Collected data
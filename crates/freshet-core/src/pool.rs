//! Recycling of batch shells.
//!
//! Every batching emitter owns a bounded MPMC free-list of emptied
//! [`Batch`] shells. Consumers return shells after draining them; the
//! emitter drains the list before freshly allocating, so steady-state
//! batched edges run without heap churn. The list is dropped together with
//! the emitter wiring, releasing any shells still parked in it.

use std::sync::Arc;

use crossbeam_queue::ArrayQueue;

use crate::message::Batch;

/// A bounded MPMC free-list of batch shells shared between one emitter and
/// its downstream consumers.
pub(crate) struct BatchPool<T> {
    slots: Arc<ArrayQueue<Batch<T>>>,
}

impl<T> BatchPool<T> {
    /// Creates a pool holding at most `capacity` parked shells.
    pub(crate) fn new(capacity: usize) -> Self {
        Self {
            slots: Arc::new(ArrayQueue::new(capacity.max(1))),
        }
    }

    /// Takes a recycled shell, or allocates a fresh one sized `batch_size`.
    pub(crate) fn acquire(&self, batch_size: usize) -> Batch<T> {
        self.slots
            .pop()
            .unwrap_or_else(|| Batch::with_capacity(batch_size))
    }

    /// Returns a drained shell; drops it if the pool is full.
    pub(crate) fn release(&self, mut shell: Batch<T>) {
        shell.clear();
        let _ = self.slots.push(shell);
    }

    /// Number of shells currently parked.
    #[cfg(test)]
    pub(crate) fn parked(&self) -> usize {
        self.slots.len()
    }
}

impl<T> Clone for BatchPool<T> {
    fn clone(&self) -> Self {
        Self {
            slots: Arc::clone(&self.slots),
        }
    }
}

impl<T> std::fmt::Debug for BatchPool<T> {
    fn fmt(&self, f: &mut std::fmt::Formatter<'_>) -> std::fmt::Result {
        f.debug_struct("BatchPool").field("parked", &self.slots.len()).finish()
    }
}

#[cfg(test)]
mod tests {
    use super::*;

    #[test]
    fn acquire_reuses_released_shells() {
        let pool: BatchPool<u64> = BatchPool::new(4);
        let mut b = pool.acquire(8);
        b.push(1, 0, 0, 0);
        pool.release(b);
        assert_eq!(pool.parked(), 1);

        let b = pool.acquire(8);
        assert!(b.is_empty(), "released shells come back cleared");
        assert_eq!(pool.parked(), 0);
    }

    #[test]
    fn full_pool_drops_extra_shells() {
        let pool: BatchPool<u64> = BatchPool::new(1);
        pool.release(Batch::with_capacity(8));
        pool.release(Batch::with_capacity(8));
        assert_eq!(pool.parked(), 1);
    }

    #[test]
    fn shared_across_clones() {
        let pool: BatchPool<u64> = BatchPool::new(2);
        let other = pool.clone();
        other.release(Batch::with_capacity(4));
        assert_eq!(pool.parked(), 1);
    }
}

_TASK DIRECTIONS_
An exact copy of all the records is the expected answer.

_REPLY_
filename crates/freshet-core/src/pool.rs
//! Recycling of batch shells.
//!
//! Every batching emitter owns a bounded MPMC free-list of emptied
//! [`Batch`] shells. Consumers return shells after draining them; the
//! emitter drains the list before freshly allocating, so steady-state
//! batched edges run without heap churn. The list is dropped together with
//! the emitter wiring, releasing any shells still parked in it.

use std::sync::Arc;

use crossbeam_queue::ArrayQueue;

use crate::message::Batch;

/// A bounded MPMC free-list of batch shells shared between one emitter and
/// its downstream consumers.
pub(crate) struct BatchPool<T> {
    slots: Arc<ArrayQueue<Batch<T>>>,
}

impl<T> BatchPool<T> {
    /// Creates a pool holding at most `capacity` parked shells.
    pub(crate) fn new(capacity: usize) -> Self {
        Self {
            slots: Arc::new(ArrayQueue::new(capacity.max(1))),
        }
    }

    /// Takes a recycled shell, or allocates a fresh one sized `batch_size`.
    pub(crate) fn acquire(&self, batch_size: usize) -> Batch<T> {
        self.slots
            .pop()
            .unwrap_or_else(|| Batch::with_capacity(batch_size))
    }

    /// Returns a drained shell; drops it if the pool is full.
    pub(crate) fn release(&self, mut shell: Batch<T>) {
        shell.clear();
        let _ = self.slots.push(shell);
    }

    /// Number of shells currently parked.
    #[cfg(test)]
    pub(crate) fn parked(&self) -> usize {
        self.slots.len()
    }
}

impl<T> Clone for BatchPool<T> {
    fn clone(&self) -> Self {
        Self {
            slots: Arc::clone(&self.slots),
        }
    }
}

impl<T> std::fmt::Debug for BatchPool<T> {
    fn fmt(&self, f: &mut std::fmt::Formatter<'_>) -> std::fmt::Result {
        f.debug_struct("BatchPool").field("parked", &self.slots.len()).finish()
    }
}

#[cfg(test)]
mod tests {
    use super::*;

    #[test]
    fn acquire_reuses_released_shells() {
        let pool: BatchPool<u64> = BatchPool::new(4);
        let mut b = pool.acquire(8);
        b.push(1, 0, 0, 0);
        pool.release(b);
        assert_eq!(pool.parked(), 1);

        let b = pool.acquire(8);
        assert!(b.is_empty(), "released shells come back cleared");
        assert_eq!(pool.parked(), 0);
    }

    #[test]
    fn full_pool_drops_extra_shells() {
        let pool: BatchPool<u64> = BatchPool::new(1);
        pool.release(Batch::with_capacity(8));
        pool.release(Batch::with_capacity(8));
        assert_eq!(pool.parked(), 1);
    }

    #[test]
    fn shared_across_clones() {
        let pool: BatchPool<u64> = BatchPool::new(2);
        let other = pool.clone();
        other.release(Batch::with_capacity(4));
        assert_eq!(pool.parked(), 1);
    }
}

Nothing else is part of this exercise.